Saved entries
↓↓↓

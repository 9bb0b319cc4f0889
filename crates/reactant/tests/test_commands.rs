//! init / status / models against an isolated home directory

mod common;

use common::TestEnv;
use predicates::prelude::*;
use serde_json::json;

#[test]
fn test_init_writes_default_config() {
    let env = TestEnv::default();

    env.command()
        .arg("init")
        .assert()
        .success()
        .stdout(predicate::str::contains("Initializing reactant"))
        .stdout(predicate::str::contains("config.json"));

    let written: serde_json::Value =
        serde_json::from_str(&std::fs::read_to_string(env.config_file()).unwrap()).unwrap();
    assert_eq!(written["agent"]["model"], "claude-3-5-sonnet");
    assert_eq!(written["agent"]["max_steps"], 25);
}

#[test]
fn test_init_keeps_existing_config() {
    let env = TestEnv::default();
    env.write_config(&json!({"agent": {"model": "qwen3:8b"}}))
        .unwrap();

    env.command().arg("init").assert().success();

    let kept = std::fs::read_to_string(env.config_file()).unwrap();
    assert!(kept.contains("qwen3:8b"));
}

#[test]
fn test_status_without_config() {
    let env = TestEnv::default();

    env.command()
        .arg("status")
        .assert()
        .success()
        .stdout(predicate::str::contains("reactant Status"))
        .stdout(predicate::str::contains("[Missing]"))
        .stdout(predicate::str::contains("Gateway:    ollama"));
}

#[test]
fn test_status_reports_holistic_gateway() {
    let env = TestEnv::default();
    env.write_config(&json!({
        "agent": {"model": "claude-3-5-haiku", "max_steps": 9}
    }))
    .unwrap();

    env.command()
        .arg("status")
        .env("HOLISTIC_AI_TEAM_ID", "team")
        .env("HOLISTIC_AI_API_TOKEN", "token")
        .assert()
        .success()
        .stdout(predicate::str::contains("[OK]"))
        .stdout(predicate::str::contains("Gateway:    holistic"))
        .stdout(predicate::str::contains(
            "us.anthropic.claude-3-5-haiku-20241022-v1:0",
        ))
        .stdout(predicate::str::contains("Max steps:  9"));
}

#[test]
fn test_status_env_model_wins_over_file() {
    let env = TestEnv::default();
    env.write_config(&json!({"agent": {"model": "qwen3:8b"}}))
        .unwrap();

    env.command()
        .arg("status")
        .env("MODEL", "gpt-5-mini")
        .env("OPENAI_API_KEY", "sk-test")
        .assert()
        .success()
        .stdout(predicate::str::contains("Gateway:    openai"))
        .stdout(predicate::str::contains("Model:      gpt-5-mini"));
}

#[test]
fn test_status_with_invalid_config_fails() {
    let env = TestEnv::default();
    std::fs::create_dir_all(&env.config_dir).unwrap();
    std::fs::write(env.config_file(), "{ not json").unwrap();

    env.command()
        .arg("status")
        .assert()
        .failure()
        .stderr(predicate::str::contains("invalid config JSON"));
}

#[test]
fn test_status_with_zero_steps_fails() {
    let env = TestEnv::default();
    env.write_config(&json!({"agent": {"max_steps": 0}}))
        .unwrap();

    env.command()
        .arg("status")
        .assert()
        .failure()
        .stderr(predicate::str::contains("agent.max_steps must be at least 1"));
}

#[test]
fn test_models_lists_aliases() {
    let env = TestEnv::default();

    env.command()
        .arg("models")
        .assert()
        .success()
        .stdout(predicate::str::contains("claude-3-5-sonnet"))
        .stdout(predicate::str::contains("gpt-5-nano"))
        .stdout(predicate::str::contains("Schemas: agent, search, analysis, research"));
}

↑↑↑

- **Task details**
Could every entry be given again exactly, with no line skipped?

- **Response to the task**
repository 9bb0b319cc4f0889
filename crates/reactant/tests/test_commands.rs
//! init / status / models against an isolated home directory

mod common;

use common::TestEnv;
use predicates::prelude::*;
use serde_json::json;

#[test]
fn test_init_writes_default_config() {
    let env = TestEnv::default();

    env.command()
        .arg("init")
        .assert()
        .success()
        .stdout(predicate::str::contains("Initializing reactant"))
        .stdout(predicate::str::contains("config.json"));

    let written: serde_json::Value =
        serde_json::from_str(&std::fs::read_to_string(env.config_file()).unwrap()).unwrap();
    assert_eq!(written["agent"]["model"], "claude-3-5-sonnet");
    assert_eq!(written["agent"]["max_steps"], 25);
}

#[test]
fn test_init_keeps_existing_config() {
    let env = TestEnv::default();
    env.write_config(&json!({"agent": {"model": "qwen3:8b"}}))
        .unwrap();

    env.command().arg("init").assert().success();

    let kept = std::fs::read_to_string(env.config_file()).unwrap();
    assert!(kept.contains("qwen3:8b"));
}

#[test]
fn test_status_without_config() {
    let env = TestEnv::default();

    env.command()
        .arg("status")
        .assert()
        .success()
        .stdout(predicate::str::contains("reactant Status"))
        .stdout(predicate::str::contains("[Missing]"))
        .stdout(predicate::str::contains("Gateway:    ollama"));
}

#[test]
fn test_status_reports_holistic_gateway() {
    let env = TestEnv::default();
    env.write_config(&json!({
        "agent": {"model": "claude-3-5-haiku", "max_steps": 9}
    }))
    .unwrap();

    env.command()
        .arg("status")
        .env("HOLISTIC_AI_TEAM_ID", "team")
        .env("HOLISTIC_AI_API_TOKEN", "token")
        .assert()
        .success()
        .stdout(predicate::str::contains("[OK]"))
        .stdout(predicate::str::contains("Gateway:    holistic"))
        .stdout(predicate::str::contains(
            "us.anthropic.claude-3-5-haiku-20241022-v1:0",
        ))
        .stdout(predicate::str::contains("Max steps:  9"));
}

#[test]
fn test_status_env_model_wins_over_file() {
    let env = TestEnv::default();
    env.write_config(&json!({"agent": {"model": "qwen3:8b"}}))
        .unwrap();

    env.command()
        .arg("status")
        .env("MODEL", "gpt-5-mini")
        .env("OPENAI_API_KEY", "sk-test")
        .assert()
        .success()
        .stdout(predicate::str::contains("Gateway:    openai"))
        .stdout(predicate::str::contains("Model:      gpt-5-mini"));
}

#[test]
fn test_status_with_invalid_config_fails() {
    let env = TestEnv::default();
    std::fs::create_dir_all(&env.config_dir).unwrap();
    std::fs::write(env.config_file(), "{ not json").unwrap();

    env.command()
        .arg("status")
        .assert()
        .failure()
        .stderr(predicate::str::contains("invalid config JSON"));
}

#[test]
fn test_status_with_zero_steps_fails() {
    let env = TestEnv::default();
    env.write_config(&json!({"agent": {"max_steps": 0}}))
        .unwrap();

    env.command()
        .arg("status")
        .assert()
        .failure()
        .stderr(predicate::str::contains("agent.max_steps must be at least 1"));
}

#[test]
fn test_models_lists_aliases() {
    let env = TestEnv::default();

    env.command()
        .arg("models")
        .assert()
        .success()
        .stdout(predicate::str::contains("claude-3-5-sonnet"))
        .stdout(predicate::str::contains("gpt-5-nano"))
        .stdout(predicate::str::contains("Schemas: agent, search, analysis, research"));
}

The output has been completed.